*** Begin section ***

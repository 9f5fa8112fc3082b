mod config;
mod domain;
mod error;
mod notify;
mod review;
mod routes;
mod scan;
mod state;
mod storage;
mod store;
mod workflow;

#[cfg(test)]
mod test_utils;

use axum::{
    extract::DefaultBodyLimit,
    routing::{get, post},
    Router,
};
use std::sync::Arc;
use tower_http::cors::CorsLayer;
use tower_http::trace::TraceLayer;

use crate::notify::{Notifier, TemplateMailer};
use crate::scan::ScanEngine;
use crate::storage::FileStore;
use crate::store::{MemoryStore, PgStore, Store};
use crate::workflow::Desk;

#[tokio::main]
async fn main() -> Result<(), Box<dyn std::error::Error + Send + Sync>> {
    tracing_subscriber::fmt()
        .with_env_filter(
            tracing_subscriber::EnvFilter::try_from_default_env()
                .unwrap_or_else(|_| "referee_desk=info,tower_http=info".into()),
        )
        .init();

    let config = config::Config::from_env()?;
    let config = Arc::new(config);

    let files = FileStore::new(config.upload_folder.clone());
    files.ensure_dir()?;

    let store: Arc<dyn Store> = if config.uses_memory_store() {
        tracing::warn!("using the in-memory store, nothing survives a restart");
        Arc::new(MemoryStore::new())
    } else {
        let pg = PgStore::connect(&config.database_url).await?;
        pg.run_migrations().await?;
        Arc::new(pg)
    };

    // No defaults are assumed if the settings row cannot be loaded or created.
    let settings = store.settings().await?;
    tracing::info!(
        reports_expected = settings.number_of_reports_expected,
        "duration settings loaded"
    );

    let mailer = Arc::new(TemplateMailer::new(&config.template_dir)?);
    let notifier = Notifier::new(store.clone(), mailer, config.notifier());
    let scans = ScanEngine::new(store.clone(), notifier.clone());
    let desk = Desk::new(store.clone(), notifier, scans.clone());

    let _scan_tasks = scan::spawn_scans(scans.clone(), config.scan_interval);

    let state = Arc::new(state::AppState {
        desk,
        scans,
        files,
    });

    let app = Router::new()
        .route("/api/users", post(routes::create_user))
        .route(
            "/api/settings",
            get(routes::get_settings).put(routes::update_settings),
        )
        .route("/api/submissions", post(routes::create_submission))
        .route("/api/submissions/:id", get(routes::view_submission))
        .route(
            "/api/submissions/:id/area-editor",
            post(routes::assign_area_editor),
        )
        .route("/api/submissions/:id/referees", post(routes::invite_referee))
        .route("/api/submissions/:id/decision", post(routes::enter_decision))
        .route("/api/submissions/:id/approve", post(routes::approve_decision))
        .route("/api/submissions/:id/withdraw", post(routes::withdraw_submission))
        .route("/api/submissions/:id/archive", post(routes::set_archived))
        .route("/api/submissions/:id/revisions", post(routes::submit_revision))
        .route("/api/assignments/:id/respond", post(routes::respond))
        .route(
            "/api/assignments/:id/report",
            post(routes::submit_report).put(routes::save_report_draft),
        )
        .route("/api/assignments/:id/cancel", post(routes::cancel_assignment))
        .route("/api/scans/:name/run", post(routes::run_scan))
        .route(
            "/api/files",
            post(routes::upload_file).layer(DefaultBodyLimit::max(routes::UPLOAD_BODY_LIMIT)),
        )
        .route("/api/files/:reference", get(routes::download_file))
        .layer(TraceLayer::new_for_http())
        .layer(CorsLayer::permissive())
        .with_state(state);

    let addr = format!("{}:{}", config.host, config.port);
    tracing::info!("Referee desk listening on http://{}", addr);

    let listener = tokio::net::TcpListener::bind(&addr).await?;
    axum::serve(listener, app).await?;

    Ok(())
}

*** End section ***

◆ **Task**: Both end lines included, restate word for word the lines above from the line with "files.ensure_dir()?;" to the line with "let app = Router::new()", and nothing else.

◆ **Solution to this exercise**:
    files.ensure_dir()?;

    let store: Arc<dyn Store> = if config.uses_memory_store() {
        tracing::warn!("using the in-memory store, nothing survives a restart");
        Arc::new(MemoryStore::new())
    } else {
        let pg = PgStore::connect(&config.database_url).await?;
        pg.run_migrations().await?;
        Arc::new(pg)
    };

    // No defaults are assumed if the settings row cannot be loaded or created.
    let settings = store.settings().await?;
    tracing::info!(
        reports_expected = settings.number_of_reports_expected,
        "duration settings loaded"
    );

    let mailer = Arc::new(TemplateMailer::new(&config.template_dir)?);
    let notifier = Notifier::new(store.clone(), mailer, config.notifier());
    let scans = ScanEngine::new(store.clone(), notifier.clone());
    let desk = Desk::new(store.clone(), notifier, scans.clone());

    let _scan_tasks = scan::spawn_scans(scans.clone(), config.scan_interval);

    let state = Arc::new(state::AppState {
        desk,
        scans,
        files,
    });

    let app = Router::new()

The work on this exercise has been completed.